AWS and Google put significant weight after the fork.

Practical Decision

For new projects in 2024:

Valkey if

  • Using AWS/GCP managed (ElastiCache, Memorystore with Valkey).
  • Want strict BSD license.
  • Contributing to OSS.
  • Don’t need post-7.4 Redis-specific features.

Redis if

  • On Redis Cloud (Redis Inc SaaS).
  • Need Redis Stack features (RediSearch, RedisJSON in fully integrated mode).
  • Redis Inc enterprise support matters.
  • License change doesn’t affect you (self-hosted without commercial competition).

For most individual developers and mid-size companies, Valkey is the sensible choice — compatible, BSD, strong backing.

Surrounding Ecosystem

The change affected more projects:

  • RedisSearch, RedisJSON, RedisTimeSeries, RedisBloom: Redis modules with proprietary license. For Valkey, emerging alternatives:
    • valkey-search: fork/rewrite.
    • RedisJSON alternatives.
    • Some modules have OSS equivalents being developed.

Ecosystem takes time to consolidate but going right direction.

Clients

Popular libraries work with both:

  • redis-py (Python): yes.
  • ioredis (Node): yes.
  • go-redis: yes.
  • jedis/lettuce (Java): yes.
  • redis-rs (Rust): yes.

No code changes needed.

Migration Path

From Redis 7.2 BSD to Valkey 7.2:

# Docker: change image
# Before: redis:7.2
# After: valkey/valkey:7.2
# Binary: install Valkey, stop Redis, start Valkey with same conf
sudo apt install valkey-server
sudo systemctl stop redis-server
sudo systemctl start valkey-server

Data compatibility: RDB and AOF files work directly.

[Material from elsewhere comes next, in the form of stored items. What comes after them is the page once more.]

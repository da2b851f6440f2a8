use chrono::{DateTime, Utc};
use serde::{Deserialize, Serialize};

use crate::streak::StreakMemorial;

/// How a study event changed the streak.
#[derive(Debug, Clone, Copy, PartialEq, Eq, Serialize, Deserialize)]
#[serde(rename_all = "lowercase")]
pub enum StudyOutcome {
    /// Already studied today; only the last study time moved.
    Refreshed,
    /// A new streak of one day began.
    Started,
    /// The running streak grew by one day.
    Extended,
}

/// Every streak state change produces an Event.
/// Presentation code renders them; the session logs them.
#[derive(Debug, Clone, PartialEq, Serialize, Deserialize)]
#[serde(tag = "type")]
pub enum Event {
    StateLoaded {
        current_streak: u32,
        longest_streak: u32,
        at: DateTime<Utc>,
    },
    StudyRecorded {
        outcome: StudyOutcome,
        current_streak: u32,
        longest_streak: u32,
        /// Set when this study event was the first to notice a lapse.
        memorial: Option<StreakMemorial>,
        at: DateTime<Utc>,
    },
    StreakBroken {
        memorial: StreakMemorial,
        at: DateTime<Utc>,
    },
    StreakReset {
        at: DateTime<Utc>,
    },
    /// Authentication ended; in-memory state was cleared.
    SignedOut {
        at: DateTime<Utc>,
    },
}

From Redis 7.4+ (SSPL) to Valkey: possible but requires attention — some new 7.4 features aren’t in Valkey 7.2. If you don’t use them, trivial; if so, wait for Valkey 8+ with equivalent features.

Performance

Valkey 8.0 claims:

  • 20% better throughput than Redis 7.2 on single-node.
  • Improved multi-threaded I/O.
  • Similar memory efficiency.

Community benchmarks confirm improvements, especially in write-heavy workloads.

HA and Clustering

Valkey inherits Redis clustering:

  • Redis Cluster mode: hash slots.
  • Replication: master-replica.
  • Sentinel: automatic failover.

Alternative: KeyDB — older fork with native multi-master. Partially merging with Valkey in roadmap.

License: Why It Matters

For enterprises:

  • SSPL: can affect if you offer Redis-based services.
  • BSD: total freedom, no restrictions.
  • Compliance of large enterprises often prefers OSI-approved licenses — Valkey complies, Redis post-7.4 doesn’t.

Legal/strategic decision, not just technical.

Other Similar Forks

Pattern repeats:

  • ElasticsearchOpenSearch (AWS).
  • MongoDB SSPL → no massive fork, drivers exist.
  • HashiCorp TerraformOpenTofu (Linux Foundation).
  • RedisValkey.

OSS industry is consolidating foundation-governance forks to avoid re-licensing.

Conclusion

Valkey is the natural successor to Redis BSD for those valuing strict open source. AWS, Google, and the community have adopted it massively. For new projects, recommendable. For migrations from Redis 7.2, trivial. For Redis 7.4+ with specific SSPL features, more complicated. Decision is ultimately philosophical and compliance: Valkey guarantees BSD future; Redis continues with commercial bet. Both will remain relevant, but Valkey likely gains mainstream OSS adoption over the next 2 years.